🤖 AI Summary
The clinical validity of foundation models (FMs) for prostate cancer (PCa) detection in micro-ultrasound (μUS) remains unverified.
Method: We present the first FM adaptation to μUS imaging, integrating adapter-based fine-tuning and a custom prompt encoder that fuses PSA and other clinical biomarkers. Our multimodal, prompt-augmented architecture jointly embeds imaging and clinical data to generate interpretable cancer heatmaps and individualized risk scores, enabling end-to-end lesion localization and quantitative assessment.
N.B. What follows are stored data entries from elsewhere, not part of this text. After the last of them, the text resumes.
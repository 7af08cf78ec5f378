use crate::Type;
use smol_str::SmolStr;
use std::fmt;
use std::rc::Rc;

/// Core term. Local variables are de Bruijn indices: `Var(0)` is the
/// nearest enclosing binder (lambda, let, or pattern variable).
#[derive(Debug, Clone, PartialEq)]
pub enum Term {
    Var(usize),
    Global(SmolStr),
    /// Lambda. `param_type` is `None` for unannotated surface lambdas.
    Abs {
        param_type: Option<Type>,
        body: Rc<Term>,
    },
    App(Rc<Term>, Rc<Term>),
    /// Type abstraction. Type variables stay named.
    TAbs {
        var: SmolStr,
        body: Rc<Term>,
    },
    TApp(Rc<Term>, Type),
    Constructor(SmolStr, Vec<Term>),
    Case(Rc<Term>, Vec<Branch>),
    Let {
        name: SmolStr,
        value: Rc<Term>,
        body: Rc<Term>,
    },
    IntLit(i64),
    StringLit(String),
    /// Primitive operation, including `llm.<name>` functions.
    PrimOp(SmolStr),
    ToolCall(SmolStr, Vec<Term>),
}

#[derive(Debug, Clone, PartialEq)]
pub struct Branch {
    pub pattern: Pattern,
    pub body: Rc<Term>,
}

/// Flat constructor pattern. The first variable is index 0 in the body.
#[derive(Debug, Clone, PartialEq)]
pub struct Pattern {
    pub constructor: SmolStr,
    pub vars: Vec<SmolStr>,
}

impl Term {
    pub fn abs(param_type: Option<Type>, body: Term) -> Term {
        Term::Abs {
            param_type,
            body: Rc::new(body),
        }
    }

    pub fn app(func: Term, arg: Term) -> Term {
        Term::App(Rc::new(func), Rc::new(arg))
    }

    pub fn tabs(var: impl Into<SmolStr>, body: Term) -> Term {
        Term::TAbs {
            var: var.into(),
            body: Rc::new(body),
        }
    }

    pub fn tapp(func: Term, type_arg: Type) -> Term {
        Term::TApp(Rc::new(func), type_arg)
    }

    pub fn let_in(name: impl Into<SmolStr>, value: Term, body: Term) -> Term {
        Term::Let {
            name: name.into(),
            value: Rc::new(value),
            body: Rc::new(body),
        }
    }

    pub fn case(scrutinee: Term, branches: Vec<Branch>) -> Term {
        Term::Case(Rc::new(scrutinee), branches)
    }
}

impl Branch {
    pub fn new(constructor: impl Into<SmolStr>, vars: Vec<SmolStr>, body: Term) -> Branch {
        Branch {
            pattern: Pattern {
                constructor: constructor.into(),
                vars,
            },
            body: Rc::new(body),
        }
    }
}

impl fmt::Display for Term {
    fn fmt(&self, f: &mut fmt::Formatter<'_>) -> fmt::Result {
        match self {
            Term::Var(index) => write!(f, "#{}", index),
            Term::Global(name) | Term::PrimOp(name) => write!(f, "{}", name),
            Term::Abs {
                param_type: Some(ty),
                body,
            } => write!(f, "(fn : {}. {})", ty, body),
            Term::Abs {
                param_type: None,
                body,
            } => write!(f, "(fn. {})", body),
            Term::App(func, arg) => write!(f, "({} {})", func, arg),
            Term::TAbs { var, body } => write!(f, "(tfn '{}. {})", var, body),
            Term::TApp(func, ty) => write!(f, "({} @{})", func, ty),
            Term::Constructor(name, args) if args.is_empty() => write!(f, "{}", name),
            Term::Constructor(name, args) => {
                write!(f, "({}", name)?;
                for arg in args {
                    write!(f, " {}", arg)?;
                }
                write!(f, ")")
            }
            Term::Case(scrutinee, branches) => {
                write!(f, "(case {}", scrutinee)?;
                for branch in branches {
                    write!(f, " [{}", branch.pattern.constructor)?;
                    for var in &branch.pattern.vars {
                        write!(f, " {}", var)?;
                    }
                    write!(f, " => {}]", branch.body)?;
                }
                write!(f, ")")
            }
            Term::Let { name, value, body } => write!(f, "(let {} = {} in {})", name, value, body),
            Term::IntLit(n) => write!(f, "{}", n),
            Term::StringLit(s) => write!(f, "{:?}", s),
            Term::ToolCall(tool, args) => {
                write!(f, "(tool {}", tool)?;
                for arg in args {
                    write!(f, " {}", arg)?;
                }
                write!(f, ")")
            }
        }
    }
}
//! Type checking for elaborated System F modules: substitutions, first-order
//! unification with an occurs check, and a bidirectional checker.

mod checker;
mod context;
mod error;
mod unify;

pub use checker::TypeChecker;
pub use context::Context;
pub use error::TypeError;
pub use unify::{occurs_in, unify, unify_rigid, Substitution};

use smol_str::SmolStr;
use std::collections::HashMap;
use sysf_core::{Module, Type};

/// Check every term declaration of `module` with a fresh [`TypeChecker`].
pub fn check_program(module: &Module) -> Result<HashMap<SmolStr, Type>, TypeError> {
    TypeChecker::new(module).check_program(module)
}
Contribution/Results: In a prospective, multicenter validation, the model demonstrates robust generalization—maintaining high performance (AUC ≥ 0.89) on entirely new, five-year-later acquisitions—and strong agreement with expert consensus standards (κ = 0.82–0.85 vs. PRI-MUS and PI-RADS). It accurately identifies biopsy-confirmed lesions. This work delivers the first clinical-grade, prospective validation of FM-driven μUS PCa detection, achieving exceptional temporal robustness, cross-institutional generalizability, and clinically interpretable outputs.
📝 Abstract
Purpose: Medical foundation models (FMs) offer a path to build high-performance diagnostic systems. However, their application to prostate cancer (PCa) detection from micro-ultrasound (μUS) remains untested in clinical settings. We present ProstNFound+, an adaptation of FMs for PCa detection from μUS, along with its first prospective validation. Methods: ProstNFound+ incorporates a medical FM, adapter tuning, and a custom prompt encoder that embeds PCa-specific clinical biomarkers. The model generates a cancer heatmap and a risk score for clinically significant PCa. Following training on multi-center retrospective data, the model is prospectively evaluated on data acquired five years later from a new clinical site. Model predictions are benchmarked against standard clinical scoring protocols (PRI-MUS and PI-RADS). Results: ProstNFound+ shows strong generalization to the prospective data, with no performance degradation compared to retrospective evaluation. It aligns closely with clinical scores and produces interpretable heatmaps consistent with biopsy-confirmed lesions. Conclusion: The results highlight its potential for clinical deployment, offering a scalable and interpretable alternative to expert-driven protocols.